Introdução
Segundo a Associação Americana de Psicologia (em inglês, American Psychological Association [APA])1 a estimativa populacional das pessoas trans varia de 0,17 a 1,333 por 100 mil habitantes. No entanto, provavelmente, essa estimativa subnotifica o número real de pessoas trans, dadas as dificuldades em coletar informações demográficas abrangentes a respeito dessa população.2
Incluída na categoria LGBT+ (lésbicas, gays, bissexuais, travestis, transexuais e transgêneros, entre outras diversidades afetivossexuais), a população em trânsito de sexo e gênero requer atenção específica.
Neste capítulo, é utilizado o termo “pessoa trans” para se referir a pessoas cuja identidade de gênero e/ou expressão de gênero não está completamente alinhada ao gênero que lhes foi designado no nascimento a partir do sexo biológico.3 A escolha desse conceito se ampara em uma perspectiva despatologizante, propondo ampliar as definições acerca do gênero, de modo a abranger suas construções e desconstruções, sem delimitar novas fronteiras entre as identidades de gênero, mas buscando um termo o mais amplo e inclusivo possível.1,4–6
A proposta conceitual apresentada é importante para romper com os discursos patologizantes, concretizados em manuais diagnósticos, que categorizavam as pessoas trans como portadoras de transtornos mentais, como a Classificação Internacional de Doenças/Classificação Internacional de Doenças e Problemas Relacionados à Saúde (CID 10) e o Manual Diagnóstico e Estatístico de Transtornos Mentais (DSM-5), tais como “transexualismo”, “transtorno de identidade de sexual”, “distúrbio de identidade de gênero”.7–9
A intenção da proposta conceitual apresentada é se distanciar de categorizações normatizantes, excludentes e psicopatologizantes, que possam dificultar a promoção de políticas públicas de saúde e a inclusão psicossocioeducacional e cultural da pessoa trans.7–9
O cuidado à saúde dessa população no Brasil segue os princípios de saúde integral, não restrita à ausência de doença, mas considerando o sofrimento psíquico e corporal sem que, necessariamente, esse sofrimento precise ser patologizado.10 A integralidade é um dos princípios do Sistema Único de Saúde (SUS) e remete a uma compreensão abrangente do ser humano, para atender às suas necessidades.

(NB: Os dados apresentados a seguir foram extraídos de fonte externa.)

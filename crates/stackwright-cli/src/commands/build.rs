//! Build-all-docker-images command - build every image of the main config

use console::style;
use stackwright_manifests::{ExternalTools, build_images_command, run_commands};

use super::{Context, generate_skaffolds, step};
use crate::error::Result;

pub async fn run(ctx: &Context, tools: &dyn ExternalTools) -> Result<()> {
    generate_skaffolds::run(ctx)?;

    step(&format!("Building images with tag {}", ctx.settings.images_tag));
    run_commands(tools, &[build_images_command(&ctx.settings)]).await?;
    println!("{} Images built", style("✓").green().bold());
    Ok(())
}
//! Stackwright Manifests - render, split and seal generated components
//!
//! This crate provides:
//! - **External tools**: `skaffold`, `kubeseal`, `kubectl` and `fleet` behind one trait
//! - **Namespace handling**: structured resolution and idempotent injection
//! - **apiVersion patching**: rewrites of removed Kubernetes API versions
//! - **Split and seal**: one file per resource, secrets sealed in place
//! - **Pipeline**: bounded-parallel processing with a stop-the-world seal failure
//! - **Deploy**: image builds and graph-ordered kubectl and Fleet deploys
//! - **Progress Reporting**: per-directory state on the terminal

pub mod api_versions;
pub mod deploy;
pub mod document;
pub mod error;
pub mod namespace;
pub mod pipeline;
pub mod progress;
pub mod seal;
pub mod split;
pub mod tools;

pub use api_versions::patch_api_versions;
pub use deploy::{
    FleetGraph, build_images_command, deploy_order, fleet_deploy_commands,
    kubectl_deploy_commands, load_fleet_graph, run_commands, skaffold_deploy_command,
};
pub use document::{Document, parse_documents};
pub use error::{PipelineError, Result};
pub use namespace::{CLUSTER_SCOPED_KINDS, NamespaceSource, inject_namespace, resolve_namespace};
pub use pipeline::{DirectoryOutcome, ManifestPipeline, PipelineOptions, PipelineReport};
pub use progress::{DirectoryState, PipelineProgress, ProgressReporter, QuietProgress};
pub use seal::{is_secret_file, purge_plaintext_secrets, seal_directory};
pub use split::split_documents;
pub use tools::{CliTools, ExternalTools, MockTools, ToolCalls, ToolCommand};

A Constituição Federal de 1988 (CF/88)11 garante a todos os cidadãos o direito à saúde, em seu Artigo 6º, entre outros direitos sociais. Essa compreensão vai ao encontro da definição de saúde da Organização Mundial da Saúde (OMS), que compreende a saúde como “um estado de completo bem-estar físico, mental e social, e não apenas a ausência de doença ou enfermidade, mas uma vida com qualidade”.12
O conceito de saúde apresentado engloba a característica da multidimensionalidade e da subjetividade, reforçando a importância do desenvolvimento dos estudos qualitativos no campo da saúde.13
Objetivos
Ao final da leitura deste capítulo, o leitor será capaz de
- explicar os conceitos despatologizantes da diversidade sexual e de gênero;
- compreender a vivência da pessoa trans em sua complexidade;
- explicar as diversas etapas do cuidado à saúde da pessoa trans, assim como visualizar a importância de um cuidado multidisciplinar e subjetivo.